● Dataset items
----
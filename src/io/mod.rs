use std::fmt;
use std::fs::{self, File};
use std::io::Write;
use std::path::{Path, PathBuf};

use anyhow::bail;
use log::info;

use crate::tree::{from_newick, Tree};
use crate::Result;

/// An input or output file that cannot be used as asked.
#[derive(Debug)]
pub(crate) struct DataError {
    pub(crate) path: PathBuf,
    pub(crate) reason: &'static str,
}

impl fmt::Display for DataError {
    fn fmt(&self, f: &mut fmt::Formatter<'_>) -> fmt::Result {
        write!(f, "{}: {}", self.reason, self.path.display())
    }
}

impl std::error::Error for DataError {}

/// One evaluated likelihood, a row of the likelihood report.
#[derive(Debug, Clone, PartialEq)]
pub struct LikelihoodRow {
    pub label: String,
    pub coalescent: f64,
    pub field: f64,
}

impl LikelihoodRow {
    pub fn total(&self) -> f64 {
        self.coalescent + self.field
    }
}

/// Reads every newick tree of a file, each one a locus for the likelihood.
/// Bails if the file holds no tree.
pub fn read_newick_from_file(path: &Path) -> Result<Vec<Tree>> {
    info!("Reading newick trees from file {}", path.display());
    let trees = from_newick(&fs::read_to_string(path)?)?;
    if trees.is_empty() {
        bail!(DataError {
            path: path.to_path_buf(),
            reason: "No trees found in file",
        });
    }
    info!("Read {} tree(s) successfully", trees.len());
    Ok(trees)
}

/// Writes the log-likelihood parts as a tab separated table with a header line.
pub fn write_report(rows: &[LikelihoodRow], writer: &mut impl Write) -> Result<()> {
    writeln!(writer, "label\tcoalescent\tfield\ttotal")?;
    for row in rows {
        writeln!(
            writer,
            "{}\t{}\t{}\t{}",
            row.label,
            row.coalescent,
            row.field,
            row.total()
        )?;
    }
    Ok(())
}

/// Writes the report to a new file, an existing file is never overwritten.
pub fn write_likelihood_report(rows: &[LikelihoodRow], path: &Path) -> Result<()> {
    if path.exists() {
        bail!(DataError {
            path: path.to_path_buf(),
            reason: "Refusing to overwrite existing file",
        });
    }
    info!("Writing {} log-likelihood(s) to {}", rows.len(), path.display());
    write_report(rows, &mut File::create(path)?)
}
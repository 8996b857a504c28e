use std::error::Error;
use std::fmt;

/// Which part of the log-likelihood a non-finite value came from.
#[derive(Debug, Clone, Copy, PartialEq, Eq)]
pub enum LikelihoodTerm {
    Coalescent,
    Field,
    MissingCovariates,
}

impl fmt::Display for LikelihoodTerm {
    fn fmt(&self, f: &mut fmt::Formatter<'_>) -> fmt::Result {
        match self {
            LikelihoodTerm::Coalescent => write!(f, "coalescent"),
            LikelihoodTerm::Field => write!(f, "GMRF field"),
            LikelihoodTerm::MissingCovariates => write!(f, "missing covariate"),
        }
    }
}

/// Errors raised by the coalescent likelihood machinery.
///
/// Functions in this crate return `anyhow::Error`, callers that need to tell the
/// classes apart can use `err.downcast_ref::<CoalescentError>()`.
#[derive(Debug, Clone, PartialEq)]
pub enum CoalescentError {
    /// Invalid construction-time argument.
    Configuration(String),
    /// A requested taxon does not exist in the genealogy.
    MissingTaxon(String),
    /// Parameter dimension disagrees with the grid or tree derived one.
    DimensionMismatch {
        what: String,
        expected: usize,
        found: usize,
    },
    /// The genealogy or a derived structure breaks an ordering invariant.
    InvariantViolation(String),
    /// The tridiagonal eigen-solver ran out of iterations.
    NotConverged { iterations: usize },
    Numerical(String),
    /// A likelihood term evaluated to NaN or an infinity.
    NonFiniteLikelihood { term: LikelihoodTerm, value: f64 },
}

impl CoalescentError {
    pub fn is_configuration(&self) -> bool {
        matches!(
            self,
            CoalescentError::Configuration(_)
                | CoalescentError::MissingTaxon(_)
                | CoalescentError::DimensionMismatch { .. }
        )
    }

    /// Numerical failures can be handled by rejecting the current state.
    pub fn is_numerical(&self) -> bool {
        matches!(
            self,
            CoalescentError::NotConverged { .. }
                | CoalescentError::Numerical(_)
                | CoalescentError::NonFiniteLikelihood { .. }
        )
    }
}

impl fmt::Display for CoalescentError {
    fn fmt(&self, f: &mut fmt::Formatter<'_>) -> fmt::Result {
        match self {
            CoalescentError::Configuration(msg) => write!(f, "Invalid configuration: {}", msg),
            CoalescentError::MissingTaxon(id) => {
                write!(f, "Taxon {} is not present in the genealogy", id)
            }
            CoalescentError::DimensionMismatch {
                what,
                expected,
                found,
            } => write!(
                f,
                "Dimension of {} is {}, expected {}",
                what, found, expected
            ),
            CoalescentError::InvariantViolation(msg) => write!(f, "Invariant violated: {}", msg),
            CoalescentError::NotConverged { iterations } => write!(
                f,
                "Tridiagonal eigenvalue solver did not converge in {} iterations",
                iterations
            ),
            CoalescentError::Numerical(msg) => write!(f, "Numerical error: {}", msg),
            CoalescentError::NonFiniteLikelihood { term, value } => {
                write!(f, "The {} log-likelihood is not finite: {}", term, value)
            }
        }
    }
}

impl Error for CoalescentError {}

#[cfg(test)]
#[cfg_attr(coverage, coverage(off))]
mod tests {
    use anyhow::bail;

    use super::{CoalescentError, LikelihoodTerm};
    use crate::Result;

    fn failing() -> Result<()> {
        bail!(CoalescentError::DimensionMismatch {
            what: "log population sizes".to_string(),
            expected: 4,
            found: 3,
        })
    }

    #[test]
    fn downcast_from_anyhow() {
        let err = failing().unwrap_err();
        let err = err.downcast_ref::<CoalescentError>().unwrap();
        assert!(err.is_configuration());
        assert!(!err.is_numerical());
        assert_eq!(
            err.to_string(),
            "Dimension of log population sizes is 3, expected 4"
        );
    }

    #[test]
    fn non_finite_is_numerical() {
        let err = CoalescentError::NonFiniteLikelihood {
            term: LikelihoodTerm::Field,
            value: f64::NAN,
        };
        assert!(err.is_numerical());
        assert!(err.to_string().contains("GMRF field"));
    }
}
----
● Your task
Every entry needs to be written out again, exactly as given.

● Solution to this task
filename src/io/mod.rs
use std::fmt;
use std::fs::{self, File};
use std::io::Write;
use std::path::{Path, PathBuf};

use anyhow::bail;
use log::info;

use crate::tree::{from_newick, Tree};
use crate::Result;

/// An input or output file that cannot be used as asked.
#[derive(Debug)]
pub(crate) struct DataError {
    pub(crate) path: PathBuf,
    pub(crate) reason: &'static str,
}

impl fmt::Display for DataError {
    fn fmt(&self, f: &mut fmt::Formatter<'_>) -> fmt::Result {
        write!(f, "{}: {}", self.reason, self.path.display())
    }
}

impl std::error::Error for DataError {}

/// One evaluated likelihood, a row of the likelihood report.
#[derive(Debug, Clone, PartialEq)]
pub struct LikelihoodRow {
    pub label: String,
    pub coalescent: f64,
    pub field: f64,
}

impl LikelihoodRow {
    pub fn total(&self) -> f64 {
        self.coalescent + self.field
    }
}

/// Reads every newick tree of a file, each one a locus for the likelihood.
/// Bails if the file holds no tree.
pub fn read_newick_from_file(path: &Path) -> Result<Vec<Tree>> {
    info!("Reading newick trees from file {}", path.display());
    let trees = from_newick(&fs::read_to_string(path)?)?;
    if trees.is_empty() {
        bail!(DataError {
            path: path.to_path_buf(),
            reason: "No trees found in file",
        });
    }
    info!("Read {} tree(s) successfully", trees.len());
    Ok(trees)
}

/// Writes the log-likelihood parts as a tab separated table with a header line.
pub fn write_report(rows: &[LikelihoodRow], writer: &mut impl Write) -> Result<()> {
    writeln!(writer, "label\tcoalescent\tfield\ttotal")?;
    for row in rows {
        writeln!(
            writer,
            "{}\t{}\t{}\t{}",
            row.label,
            row.coalescent,
            row.field,
            row.total()
        )?;
    }
    Ok(())
}

/// Writes the report to a new file, an existing file is never overwritten.
pub fn write_likelihood_report(rows: &[LikelihoodRow], path: &Path) -> Result<()> {
    if path.exists() {
        bail!(DataError {
            path: path.to_path_buf(),
            reason: "Refusing to overwrite existing file",
        });
    }
    info!("Writing {} log-likelihood(s) to {}", rows.len(), path.display());
    write_report(rows, &mut File::create(path)?)
}
repository 8996b857a504c28e
use std::error::Error;
use std::fmt;

/// Which part of the log-likelihood a non-finite value came from.
#[derive(Debug, Clone, Copy, PartialEq, Eq)]
pub enum LikelihoodTerm {
    Coalescent,
    Field,
    MissingCovariates,
}

impl fmt::Display for LikelihoodTerm {
    fn fmt(&self, f: &mut fmt::Formatter<'_>) -> fmt::Result {
        match self {
            LikelihoodTerm::Coalescent => write!(f, "coalescent"),
            LikelihoodTerm::Field => write!(f, "GMRF field"),
            LikelihoodTerm::MissingCovariates => write!(f, "missing covariate"),
        }
    }
}

/// Errors raised by the coalescent likelihood machinery.
///
/// Functions in this crate return `anyhow::Error`, callers that need to tell the
/// classes apart can use `err.downcast_ref::<CoalescentError>()`.
#[derive(Debug, Clone, PartialEq)]
pub enum CoalescentError {
    /// Invalid construction-time argument.
    Configuration(String),
    /// A requested taxon does not exist in the genealogy.
    MissingTaxon(String),
    /// Parameter dimension disagrees with the grid or tree derived one.
    DimensionMismatch {
        what: String,
        expected: usize,
        found: usize,
    },
    /// The genealogy or a derived structure breaks an ordering invariant.
    InvariantViolation(String),
    /// The tridiagonal eigen-solver ran out of iterations.
    NotConverged { iterations: usize },
    Numerical(String),
    /// A likelihood term evaluated to NaN or an infinity.
    NonFiniteLikelihood { term: LikelihoodTerm, value: f64 },
}

impl CoalescentError {
    pub fn is_configuration(&self) -> bool {
        matches!(
            self,
            CoalescentError::Configuration(_)
                | CoalescentError::MissingTaxon(_)
                | CoalescentError::DimensionMismatch { .. }
        )
    }

    /// Numerical failures can be handled by rejecting the current state.
    pub fn is_numerical(&self) -> bool {
        matches!(
            self,
            CoalescentError::NotConverged { .. }
                | CoalescentError::Numerical(_)
                | CoalescentError::NonFiniteLikelihood { .. }
        )
    }
}

impl fmt::Display for CoalescentError {
    fn fmt(&self, f: &mut fmt::Formatter<'_>) -> fmt::Result {
        match self {
            CoalescentError::Configuration(msg) => write!(f, "Invalid configuration: {}", msg),
            CoalescentError::MissingTaxon(id) => {
                write!(f, "Taxon {} is not present in the genealogy", id)
            }
            CoalescentError::DimensionMismatch {
                what,
                expected,
                found,
            } => write!(
                f,
                "Dimension of {} is {}, expected {}",
                what, found, expected
            ),
            CoalescentError::InvariantViolation(msg) => write!(f, "Invariant violated: {}", msg),
            CoalescentError::NotConverged { iterations } => write!(
                f,
                "Tridiagonal eigenvalue solver did not converge in {} iterations",
                iterations
            ),
            CoalescentError::Numerical(msg) => write!(f, "Numerical error: {}", msg),
            CoalescentError::NonFiniteLikelihood { term, value } => {
                write!(f, "The {} log-likelihood is not finite: {}", term, value)
            }
        }
    }
}

impl Error for CoalescentError {}

#[cfg(test)]
#[cfg_attr(coverage, coverage(off))]
mod tests {
    use anyhow::bail;

    use super::{CoalescentError, LikelihoodTerm};
    use crate::Result;

    fn failing() -> Result<()> {
        bail!(CoalescentError::DimensionMismatch {
            what: "log population sizes".to_string(),
            expected: 4,
            found: 3,
        })
    }

    #[test]
    fn downcast_from_anyhow() {
        let err = failing().unwrap_err();
        let err = err.downcast_ref::<CoalescentError>().unwrap();
        assert!(err.is_configuration());
        assert!(!err.is_numerical());
        assert_eq!(
            err.to_string(),
            "Dimension of log population sizes is 3, expected 4"
        );
    }

    #[test]
    fn non_finite_is_numerical() {
        let err = CoalescentError::NonFiniteLikelihood {
            term: LikelihoodTerm::Field,
            value: f64::NAN,
        };
        assert!(err.is_numerical());
        assert!(err.to_string().contains("GMRF field"));
    }
}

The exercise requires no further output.